● **SUPPLIED DATA**
++++++

//! ショートカット設定の管理。

use anyhow::Result;
use crossterm::event::{KeyCode, KeyEvent, KeyModifiers};
use serde::{Deserialize, Serialize};
use std::path::Path;

/// ショートカット設定の全体。
#[derive(Debug, Clone, Serialize, Deserialize)]
pub struct Shortcuts {
    pub login: LoginShortcuts,
    pub deliveries: DeliveriesShortcuts,
    pub detail: DetailShortcuts,
    pub wizard: WizardShortcuts,
    pub chat: ChatShortcuts,
    /// 追加前の設定ファイルにも無い場合があるため既定値で補う。
    #[serde(default)]
    pub products: ProductsShortcuts,
    pub input_box: InputBoxShortcuts,
}

/// ログイン画面のショートカット。
#[derive(Debug, Clone, Serialize, Deserialize)]
pub struct LoginShortcuts {
    pub quit: Vec<String>,
    pub username: Vec<String>,
    pub password: Vec<String>,
    pub submit: Vec<String>,
}

/// 配送一覧画面のショートカット。
#[derive(Debug, Clone, Serialize, Deserialize)]
pub struct DeliveriesShortcuts {
    pub quit: Vec<String>,
    pub refresh: Vec<String>,
    pub open: Vec<String>,
    pub down: Vec<String>,
    pub up: Vec<String>,
    pub new_delivery: Vec<String>,
    pub filter_status: Vec<String>,
    pub filter_city: Vec<String>,
    #[serde(default = "default_products_key")]
    pub products: Vec<String>,
    pub logout: Vec<String>,
}

/// 配送詳細画面のショートカット。
#[derive(Debug, Clone, Serialize, Deserialize)]
pub struct DetailShortcuts {
    pub back: Vec<String>,
    pub refresh: Vec<String>,
    pub chat: Vec<String>,
    pub next_photo: Vec<String>,
    pub prev_photo: Vec<String>,
    pub delete_photo: Vec<String>,
    pub cycle_status: Vec<String>,
}

/// ウィザード画面のショートカット。
#[derive(Debug, Clone, Serialize, Deserialize)]
pub struct WizardShortcuts {
    pub cancel: Vec<String>,
    pub next: Vec<String>,
    pub add: Vec<String>,
    pub remove: Vec<String>,
    pub edit: Vec<String>,
    pub down: Vec<String>,
    pub up: Vec<String>,
    pub reload_products: Vec<String>,
    pub dismiss_error: Vec<String>,
}

/// チャット画面のショートカット。
#[derive(Debug, Clone, Serialize, Deserialize)]
pub struct ChatShortcuts {
    pub back: Vec<String>,
    pub compose: Vec<String>,
    pub load_older: Vec<String>,
    pub dismiss_error: Vec<String>,
}

/// 商品管理画面（スーパーバイザー用）のショートカット。
#[derive(Debug, Clone, Serialize, Deserialize)]
pub struct ProductsShortcuts {
    pub back: Vec<String>,
    pub refresh: Vec<String>,
    pub add: Vec<String>,
    pub edit: Vec<String>,
    pub delete: Vec<String>,
    pub down: Vec<String>,
    pub up: Vec<String>,
}

impl Default for ProductsShortcuts {
    fn default() -> Self {
        Self {
            back: keys(&["Esc"]),
            refresh: keys(&["r"]),
            add: keys(&["a"]),
            edit: keys(&["e"]),
            delete: keys(&["d"]),
            down: keys(&["Down", "j"]),
            up: keys(&["Up", "k"]),
        }
    }
}

fn default_products_key() -> Vec<String> {
    keys(&["p"])
}

/// InputBoxのショートカット。
#[derive(Debug, Clone, Serialize, Deserialize)]
pub struct InputBoxShortcuts {
    pub confirm: Vec<String>,
    pub cancel: Vec<String>,
    pub backspace: Vec<String>,
    pub delete: Vec<String>,
    pub left: Vec<String>,
    pub right: Vec<String>,
    pub home: Vec<String>,
    pub end: Vec<String>,
    pub clear_line: Vec<String>,
}

impl Shortcuts {
    /// TOMLから読み込み、無ければデフォルトを返す。
    pub fn load_or_default<P: AsRef<Path>>(path: P) -> Result<Self> {
        let path = path.as_ref();
        if path.exists() {
            // 既存ファイルを読み込んでパースする。
            let content = std::fs::read_to_string(path)?;
            let shortcuts: Shortcuts = toml::from_str(&content)?;
            Ok(shortcuts)
        } else {
            // 未作成の場合は既定値を利用する。
            Ok(Self::default())
        }
    }
}

/// 文字列リストを組み立てる。
fn keys(list: &[&str]) -> Vec<String> {
    list.iter().map(|s| s.to_string()).collect()
}

impl Default for Shortcuts {
    fn default() -> Self {
        Self {
            login: LoginShortcuts {
                quit: keys(&["q"]),
                username: keys(&["u"]),
                password: keys(&["p"]),
                submit: keys(&["Enter"]),
            },
            deliveries: DeliveriesShortcuts {
                quit: keys(&["q"]),
                refresh: keys(&["r"]),
                open: keys(&["Enter"]),
                down: keys(&["Down", "j"]),
                up: keys(&["Up", "k"]),
                new_delivery: keys(&["n"]),
                filter_status: keys(&["f"]),
                filter_city: keys(&["c"]),
                products: default_products_key(),
                logout: keys(&["Ctrl+l"]),
            },
            detail: DetailShortcuts {
                back: keys(&["Esc"]),
                refresh: keys(&["r"]),
                chat: keys(&["c"]),
                next_photo: keys(&["Down", "j"]),
                prev_photo: keys(&["Up", "k"]),
                delete_photo: keys(&["d"]),
                cycle_status: keys(&["s"]),
            },
            wizard: WizardShortcuts {
                cancel: keys(&["Esc"]),
                next: keys(&["Enter"]),
                add: keys(&["a"]),
                remove: keys(&["d"]),
                edit: keys(&["e"]),
                down: keys(&["Down", "j"]),
                up: keys(&["Up", "k"]),
                reload_products: keys(&["r"]),
                dismiss_error: keys(&["x"]),
            },
            chat: ChatShortcuts {
                back: keys(&["Esc"]),
                compose: keys(&["Enter", "i"]),
                load_older: keys(&["PageUp", "o"]),
                dismiss_error: keys(&["x"]),
            },
            products: ProductsShortcuts::default(),
            input_box: InputBoxShortcuts {
                confirm: keys(&["Enter"]),
                cancel: keys(&["Esc"]),
                backspace: keys(&["Backspace"]),
                delete: keys(&["Delete"]),
                left: keys(&["Left"]),
                right: keys(&["Right"]),
                home: keys(&["Home"]),
                end: keys(&["End"]),
                clear_line: keys(&["Ctrl+u"]),
            },
        }
    }
}

/// KeyEventがいずれかのショートカット文字列と一致するか判定する。
pub fn matches_shortcut(key: &KeyEvent, shortcuts: &[String]) -> bool {
    shortcuts.iter().any(|s| matches_single_shortcut(key, s))
}

/// KeyEventが単一のショートカット文字列と一致するか判定する。
fn matches_single_shortcut(key: &KeyEvent, shortcut: &str) -> bool {
    // ショートカット文字列を分解する（例: "Ctrl+u", "a", "Enter"）。
    let parts: Vec<&str> = shortcut.split('+').collect();

    let (modifiers_str, key_str) = if parts.len() > 1 {
        // 修飾キー付きの形式（例: "Ctrl+u"）。
        (&parts[0..parts.len() - 1], parts[parts.len() - 1])
    } else {
        // 修飾キーなしの形式（例: "a", "Enter"）。
        (&[][..], parts[0])
    };

    // 修飾キーを解析して期待値を作る。
    let mut expected_modifiers = KeyModifiers::empty();
    for modifier in modifiers_str {
        match *modifier {
            "Ctrl" | "ctrl" => expected_modifiers |= KeyModifiers::CONTROL,
            "Alt" | "alt" => expected_modifiers |= KeyModifiers::ALT,
            "Shift" | "shift" => expected_modifiers |= KeyModifiers::SHIFT,
            _ => return false,
        }
    }

    // 修飾キーが一致しなければ即座に不一致とする。
    if key.modifiers != expected_modifiers {
        return false;
    }

    // キーコードの種別ごとに一致判定を行う。
    match key_str {
        "Enter" | "enter" => key.code == KeyCode::Enter,
        "Esc" | "esc" => key.code == KeyCode::Esc,
        "Tab" | "tab" => key.code == KeyCode::Tab,
        "Backspace" | "backspace" => key.code == KeyCode::Backspace,
        "Delete" | "delete" => key.code == KeyCode::Delete,
        "Up" | "up" => key.code == KeyCode::Up,
        "Down" | "down" => key.code == KeyCode::Down,
        "Left" | "left" => key.code == KeyCode::Left,
        "Right" | "right" => key.code == KeyCode::Right,
        "Home" | "home" => key.code == KeyCode::Home,
        "End" | "end" => key.code == KeyCode::End,
        "PageUp" | "pageup" => key.code == KeyCode::PageUp,
        "PageDown" | "pagedown" => key.code == KeyCode::PageDown,
        // 単一文字は Char として比較する。
        s if s.len() == 1 => {
            if let Some(c) = s.chars().next() {
                key.code == KeyCode::Char(c)
            } else {
                false
            }
        }
        _ => false,
    }
}

#[cfg(test)]
mod tests {
    use super::*;

    #[test]
    fn test_matches_shortcut_simple_char() {
        // 単一文字の一致判定を検証する。
        let key = KeyEvent::new(KeyCode::Char('q'), KeyModifiers::empty());
        assert!(matches_shortcut(&key, &[String::from("q")]));
        assert!(!matches_shortcut(&key, &[String::from("w")]));
    }

    #[test]
    fn test_matches_shortcut_special_key() {
        // 特殊キーの一致判定を検証する。
        let key = KeyEvent::new(KeyCode::Enter, KeyModifiers::empty());
        assert!(matches_shortcut(&key, &[String::from("Enter")]));
        assert!(!matches_shortcut(&key, &[String::from("Esc")]));
    }

    #[test]
    fn test_matches_shortcut_with_modifier() {
        // 修飾キー付きの一致判定を検証する。
        let key = KeyEvent::new(KeyCode::Char('u'), KeyModifiers::CONTROL);
        assert!(matches_shortcut(&key, &[String::from("Ctrl+u")]));
        assert!(!matches_shortcut(&key, &[String::from("u")]));
    }

    #[test]
    fn test_matches_shortcut_arrow_keys() {
        // 矢印キーの一致判定を検証する。
        let key = KeyEvent::new(KeyCode::Up, KeyModifiers::empty());
        assert!(matches_shortcut(&key, &[String::from("Up")]));
        assert!(!matches_shortcut(&key, &[String::from("Down")]));
    }

    #[test]
    fn test_matches_shortcut_multiple_keys() {
        // 複数キーバインドの一致判定を検証する。
        let key_up = KeyEvent::new(KeyCode::Up, KeyModifiers::empty());
        let key_k = KeyEvent::new(KeyCode::Char('k'), KeyModifiers::empty());
        let shortcuts = vec![String::from("Up"), String::from("k")];

        assert!(matches_shortcut(&key_up, &shortcuts));
        assert!(matches_shortcut(&key_k, &shortcuts));

        let key_j = KeyEvent::new(KeyCode::Char('j'), KeyModifiers::empty());
        assert!(!matches_shortcut(&key_j, &shortcuts));
    }

    #[test]
    fn test_default_shortcuts_roundtrip_through_toml() {
        // 既定値をTOMLへ書き出して読み戻せることを検証する。
        let dir = tempfile::tempdir().unwrap();
        let path = dir.path().join("shortcut.toml");
        let content = toml::to_string_pretty(&Shortcuts::default()).unwrap();
        std::fs::write(&path, content).unwrap();

        let loaded = Shortcuts::load_or_default(&path).unwrap();
        let key = KeyEvent::new(KeyCode::PageUp, KeyModifiers::empty());
        assert!(matches_shortcut(&key, &loaded.chat.load_older));
        let key = KeyEvent::new(KeyCode::Char('l'), KeyModifiers::CONTROL);
        assert!(matches_shortcut(&key, &loaded.deliveries.logout));
    }

    #[test]
    fn test_older_file_without_products_section_still_loads() {
        // 商品管理のキーが無い旧設定でも既定値で補われる。
        let mut value = toml::Value::try_from(Shortcuts::default()).unwrap();
        let table = value.as_table_mut().unwrap();
        table.remove("products");
        table
            .get_mut("deliveries")
            .and_then(|v| v.as_table_mut())
            .unwrap()
            .remove("products");
        let dir = tempfile::tempdir().unwrap();
        let path = dir.path().join("shortcut.toml");
        std::fs::write(&path, toml::to_string(&value).unwrap()).unwrap();

        let loaded = Shortcuts::load_or_default(&path).unwrap();
        assert_eq!(loaded.deliveries.products, vec!["p".to_string()]);
        assert_eq!(loaded.products.delete, vec!["d".to_string()]);
    }

    #[test]
    fn test_missing_file_uses_defaults() {
        // ファイルが無ければ既定値を返す。
        let dir = tempfile::tempdir().unwrap();
        let loaded = Shortcuts::load_or_default(dir.path().join("none.toml")).unwrap();
        assert_eq!(loaded.wizard.next, vec!["Enter".to_string()]);
    }
}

++++++

● **PROBLEM REQUIREMENTS**
Find the word "list" in the entries. Copy each line that holds it.

● **SOLVED EXERCISE**
fn keys(list: &[&str]) -> Vec<String> {
    list.iter().map(|s| s.to_string()).collect()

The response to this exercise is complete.